====== STORED DATA
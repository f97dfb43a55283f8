// File: testing/integration/src/logger.rs
//
// Harness logging: everything at Debug into <tmpdir>/test_framework.log,
// the console at the level chosen on the command line.

use crate::error::{HarnessError, HarnessResult, IoResultExt};
use crate::rpc::RPC_LOG_TARGET;
use fern::colors::{Color, ColoredLevelConfig};
use log::LevelFilter;
use std::path::{Path, PathBuf};

/// Log file written into the test's temp directory
pub const LOG_FILE: &str = "test_framework.log";

const TIMESTAMP_FORMAT: &str = "%Y-%m-%dT%H:%M:%S%.6fZ";

/// Parse a console level: a level name (`warning` and `critical` accepted
/// as aliases) or a number from 0 (off) to 5 (trace)
pub fn parse_level(value: &str) -> HarnessResult<LevelFilter> {
    if let Ok(n) = value.parse::<usize>() {
        return match n {
            0 => Ok(LevelFilter::Off),
            1 => Ok(LevelFilter::Error),
            2 => Ok(LevelFilter::Warn),
            3 => Ok(LevelFilter::Info),
            4 => Ok(LevelFilter::Debug),
            5 => Ok(LevelFilter::Trace),
            _ => Err(HarnessError::Config(format!("log level {n} out of range"))),
        };
    }

    match value.to_ascii_lowercase().as_str() {
        "off" => Ok(LevelFilter::Off),
        "error" | "critical" => Ok(LevelFilter::Error),
        "warn" | "warning" => Ok(LevelFilter::Warn),
        "info" => Ok(LevelFilter::Info),
        "debug" => Ok(LevelFilter::Debug),
        "trace" => Ok(LevelFilter::Trace),
        other => Err(HarnessError::Config(format!("unknown log level '{other}'"))),
    }
}

/// Install the global logger and return the log file path.
///
/// When a logger is already installed (several tests in one process) the
/// existing one is kept.
pub fn init_logging(tmpdir: &Path, console_level: LevelFilter, trace_rpc: bool) -> HarnessResult<PathBuf> {
    let log_path = tmpdir.join(LOG_FILE);
    let log_file = fern::log_file(&log_path).with_path(&log_path)?;

    let colors = ColoredLevelConfig::new()
        .error(Color::Red)
        .warn(Color::Yellow)
        .info(Color::Green)
        .debug(Color::Cyan)
        .trace(Color::BrightBlack);

    let file = fern::Dispatch::new()
        .format(|out, message, record| {
            out.finish(format_args!(
                "{} {} ({}): {}",
                chrono::Utc::now().format(TIMESTAMP_FORMAT),
                record.target(),
                record.level(),
                message
            ))
        })
        .level(LevelFilter::Debug)
        .chain(log_file);

    let rpc_console_level = if trace_rpc {
        LevelFilter::Debug
    } else {
        console_level
    };
    let console = fern::Dispatch::new()
        .format(move |out, message, record| {
            out.finish(format_args!(
                "{} {} ({}): {}",
                chrono::Utc::now().format(TIMESTAMP_FORMAT),
                record.target(),
                colors.color(record.level()),
                message
            ))
        })
        .level(console_level)
        .level_for(RPC_LOG_TARGET, rpc_console_level)
        .chain(std::io::stdout());

    let applied = fern::Dispatch::new()
        .level(LevelFilter::Trace)
        .level_for("hyper", LevelFilter::Warn)
        .level_for("hyper_util", LevelFilter::Warn)
        .level_for("reqwest", LevelFilter::Warn)
        .chain(file)
        .chain(console)
        .apply();

    if let Err(e) = applied {
        log::debug!("Logger already installed, keeping it ({})", e);
    }
    Ok(log_path)
}

#[cfg(test)]
mod tests {
    use super::*;

    #[test]
    fn test_parse_level_names() {
        assert_eq!(parse_level("INFO").unwrap(), LevelFilter::Info);
        assert_eq!(parse_level("debug").unwrap(), LevelFilter::Debug);
        assert_eq!(parse_level("WARNING").unwrap(), LevelFilter::Warn);
        assert_eq!(parse_level("critical").unwrap(), LevelFilter::Error);
    }

    #[test]
    fn test_parse_level_numbers() {
        assert_eq!(parse_level("0").unwrap(), LevelFilter::Off);
        assert_eq!(parse_level("5").unwrap(), LevelFilter::Trace);
        assert!(parse_level("9").is_err());
    }

    #[test]
    fn test_parse_level_rejects_garbage() {
        assert!(matches!(parse_level("loud"), Err(HarnessError::Config(_))));
    }
}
============
§ **EXERCISE INSTRUCTIONS**
Nothing in the records may change. Print all of them.

§ **WRITTEN RESPONSE**
repository f97dfb43a55283f8
// File: testing/integration/src/logger.rs
//
// Harness logging: everything at Debug into <tmpdir>/test_framework.log,
// the console at the level chosen on the command line.

use crate::error::{HarnessError, HarnessResult, IoResultExt};
use crate::rpc::RPC_LOG_TARGET;
use fern::colors::{Color, ColoredLevelConfig};
use log::LevelFilter;
use std::path::{Path, PathBuf};

/// Log file written into the test's temp directory
pub const LOG_FILE: &str = "test_framework.log";

const TIMESTAMP_FORMAT: &str = "%Y-%m-%dT%H:%M:%S%.6fZ";

/// Parse a console level: a level name (`warning` and `critical` accepted
/// as aliases) or a number from 0 (off) to 5 (trace)
pub fn parse_level(value: &str) -> HarnessResult<LevelFilter> {
    if let Ok(n) = value.parse::<usize>() {
        return match n {
            0 => Ok(LevelFilter::Off),
            1 => Ok(LevelFilter::Error),
            2 => Ok(LevelFilter::Warn),
            3 => Ok(LevelFilter::Info),
            4 => Ok(LevelFilter::Debug),
            5 => Ok(LevelFilter::Trace),
            _ => Err(HarnessError::Config(format!("log level {n} out of range"))),
        };
    }

    match value.to_ascii_lowercase().as_str() {
        "off" => Ok(LevelFilter::Off),
        "error" | "critical" => Ok(LevelFilter::Error),
        "warn" | "warning" => Ok(LevelFilter::Warn),
        "info" => Ok(LevelFilter::Info),
        "debug" => Ok(LevelFilter::Debug),
        "trace" => Ok(LevelFilter::Trace),
        other => Err(HarnessError::Config(format!("unknown log level '{other}'"))),
    }
}

/// Install the global logger and return the log file path.
///
/// When a logger is already installed (several tests in one process) the
/// existing one is kept.
pub fn init_logging(tmpdir: &Path, console_level: LevelFilter, trace_rpc: bool) -> HarnessResult<PathBuf> {
    let log_path = tmpdir.join(LOG_FILE);
    let log_file = fern::log_file(&log_path).with_path(&log_path)?;

    let colors = ColoredLevelConfig::new()
        .error(Color::Red)
        .warn(Color::Yellow)
        .info(Color::Green)
        .debug(Color::Cyan)
        .trace(Color::BrightBlack);

    let file = fern::Dispatch::new()
        .format(|out, message, record| {
            out.finish(format_args!(
                "{} {} ({}): {}",
                chrono::Utc::now().format(TIMESTAMP_FORMAT),
                record.target(),
                record.level(),
                message
            ))
        })
        .level(LevelFilter::Debug)
        .chain(log_file);

    let rpc_console_level = if trace_rpc {
        LevelFilter::Debug
    } else {
        console_level
    };
    let console = fern::Dispatch::new()
        .format(move |out, message, record| {
            out.finish(format_args!(
                "{} {} ({}): {}",
                chrono::Utc::now().format(TIMESTAMP_FORMAT),
                record.target(),
                colors.color(record.level()),
                message
            ))
        })
        .level(console_level)
        .level_for(RPC_LOG_TARGET, rpc_console_level)
        .chain(std::io::stdout());

    let applied = fern::Dispatch::new()
        .level(LevelFilter::Trace)
        .level_for("hyper", LevelFilter::Warn)
        .level_for("hyper_util", LevelFilter::Warn)
        .level_for("reqwest", LevelFilter::Warn)
        .chain(file)
        .chain(console)
        .apply();

    if let Err(e) = applied {
        log::debug!("Logger already installed, keeping it ({})", e);
    }
    Ok(log_path)
}

#[cfg(test)]
mod tests {
    use super::*;

    #[test]
    fn test_parse_level_names() {
        assert_eq!(parse_level("INFO").unwrap(), LevelFilter::Info);
        assert_eq!(parse_level("debug").unwrap(), LevelFilter::Debug);
        assert_eq!(parse_level("WARNING").unwrap(), LevelFilter::Warn);
        assert_eq!(parse_level("critical").unwrap(), LevelFilter::Error);
    }

    #[test]
    fn test_parse_level_numbers() {
        assert_eq!(parse_level("0").unwrap(), LevelFilter::Off);
        assert_eq!(parse_level("5").unwrap(), LevelFilter::Trace);
        assert!(parse_level("9").is_err());
    }

    #[test]
    fn test_parse_level_rejects_garbage() {
        assert!(matches!(parse_level("loud"), Err(HarnessError::Config(_))));
    }
}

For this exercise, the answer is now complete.